A Regulação das Plataformas II
Uma abordagem analógica e linear para um problema digital e exponencial | De intermediários a publishers | A inversão do ônus da prova | Algo de bastidor | Editoriais
[Antes.] Atordoados pela percepção de que fomos ultrapassados pelo algoritmo, sugerimos confiar boa parte da tarefa de coibir práticas e ações odiosas e repulsivas ao… algoritmo.
[Sequência.]
É uma abordagem analógica e linear para um problema digital e exponencial. Estratégia que revela, pelo menos, algum nível de entendimento da humana inaptidão (até agora, ou do terreno desinteresse) em lidar com a potência de uma rede apta a conectar, horizontal e literalmente, toda a humanidade. Não “apenas” a internet. A partir da internet, os monopólios outra vez constituídos.
Uma concentrada dispersão em que a capacidade de reverberar e o possível impacto resultam de uma dinâmica interna e exclusiva. Não necessariamente positiva, nem essencialmente negativa. Tardamos, entretanto, a refletir sobre quem (ou qual) é o responsável final pelo alcance do que lá se publica. Sites e aplicativos de comunicação instantânea e irrestrita, audiovisual, cuja natureza não tardou a indicar que passavam de intermediários a publishers.

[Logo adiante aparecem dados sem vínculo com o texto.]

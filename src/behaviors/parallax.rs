//! Hero parallax.

use gloo::events::EventListener;
use landing_fx_core::parallax::{hero_offset, translate_y};
use landing_fx_core::{LandingConfig, LandingResult};

use crate::dom::{set_style, Page};

/// Shift the hero content while the hero is on screen. `None` if the page
/// has no hero.
pub fn install(page: &Page, config: &LandingConfig) -> LandingResult<Option<EventListener>> {
    let hero = page.query_html(&config.selectors.hero)?;
    let content = page.query_html(&config.selectors.hero_content)?;
    let (Some(hero), Some(content)) = (hero, content) else {
        tracing::debug!("No hero, parallax inactive");
        return Ok(None);
    };

    let speed = config.parallax_speed;
    let scroll_page = page.clone();
    Ok(Some(EventListener::new(&page.window, "scroll", move |_| {
        let scrolled = scroll_page.scroll_y();
        let Some(offset) = hero_offset(scrolled, f64::from(hero.offset_height()), speed) else {
            return;
        };
        if let Err(err) = set_style(&content, "transform", &translate_y(offset)) {
            tracing::warn!(error = %err, "Parallax update failed");
        }
    })))
}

Assustados com a proeminência alcançada pelas plataformas (conquista do pecuniário lobby digital, “derrota” da analógica e conveniente negligência político-midiática), quer-se agora reverter o truque e colocar o coelho de volta na cartola. Faz-se já o mesmo com a inteligência artificial; pelo menos, não foi tanta a lentidão na (isenta?) percepção de eventual perda de controle.
Não haverá passe de mágica que reordene o picadeiro. Diante do ininterrupto lucro a conta-gotas com o impulsionamento de publicações e a venda de anúncios, a crença em uma autorregulação das plataformas é entregar à raposa a guarda do galinheiro. Sem esquecer da rentabilidade indireta e não publicamente mensurável do engajamento, tão famigerado e tão buscado.

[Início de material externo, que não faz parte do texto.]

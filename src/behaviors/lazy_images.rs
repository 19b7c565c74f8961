//! Lazy image loader.
//!
//! Each image carrying the pending-source attribute gets its real `src` the
//! first time it intersects the viewport, then is never watched again. The
//! attribute is read at that moment, so late edits to it still apply.

use landing_fx_core::viewport::LAZY_CLASS;
use landing_fx_core::{LandingConfig, LandingResult, LazySwap};
use web_sys::{Element, IntersectionObserverInit};

use crate::dom::{js_err, set_class, IntersectionWatch, Page};

pub fn install(page: &Page, config: &LandingConfig) -> LandingResult<Option<IntersectionWatch>> {
    let images = page.query_all(&config.selectors.lazy_images)?;
    if images.is_empty() {
        tracing::debug!("No lazy images");
        return Ok(None);
    }

    let count = images.len();
    let attr = config.selectors.lazy_source_attr.clone();
    let watch = IntersectionWatch::new(
        images.into_iter().map(|img| (img, ())).collect(),
        &IntersectionObserverInit::new(),
        move |img, ()| load_image(img, &attr),
    )?;
    tracing::debug!(images = count, "Lazy loader observing");
    Ok(Some(watch))
}

fn load_image(img: &Element, attr: &str) {
    let swap = LazySwap::from_pending(&img.get_attribute(attr).unwrap_or_default());
    if let Some(src) = &swap.src {
        if let Err(err) = img.set_attribute("src", src) {
            tracing::warn!(src = %src, error = %js_err(err), "Lazy image swap failed");
        }
    }
    set_class(img, LAZY_CLASS, false);
}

Ah, tudo se resolverá com relatórios periódicos sobre o funcionamento dos sistemas algorítmicos de recomendação e moderação? Se não obtusidade ou má-fé, crer na eficácia de tal exigência é a evidência cabal de que não se tem ideia daquilo com que — e talvez daqueles com quem — estamos lidando. Nós, quem? Pois é. Antigamente, dizia-se sociedade. Mas e o “dever de cuidado”? Foi por falta de cuidado que chegamos até aqui.
Irresponsabilidade por irresponsabilidade, há quem defenda o banimento compulsório de publicações “semelhantes” àquelas já avaliadas como ilegais. Isso, claro, seria atribuição das plataformas. “Basta preparar um programa.”
Por outro lado, fazer das big techs corresponsáveis por conteúdo pago pode ser algo interessante. Haja judiciário, porém, para estabelecer a medida da responsabilidade civil e da responsabilidade criminal que, na ocorrência de ato ilícito, plataforma e usuário (respectivamente?) compartilharão. Com esse precedente estabelecido, por que não haveria corresponsabilidade em casos de “postagens” gratuitas e de impulsionamento algorítmico automático?
Imersos, e não de repente, numa confusão entre liberdade e responsabilidade, parece que vamos nos aproximando de dúbio consenso acerca de outorgar às big techs o direito e o dever de editar conteúdo não antes de uma publicação, mas depois. Não apenas editar: vetar. Empresas privadas, cujos serviços e produtos são descritos por certos comentaristas como a “esfera pública” do século XXI, e sendo enaltecidas e criticadas por isso, estariam afinal legitimadas como publishers invertidos, e com a chancela do Estado.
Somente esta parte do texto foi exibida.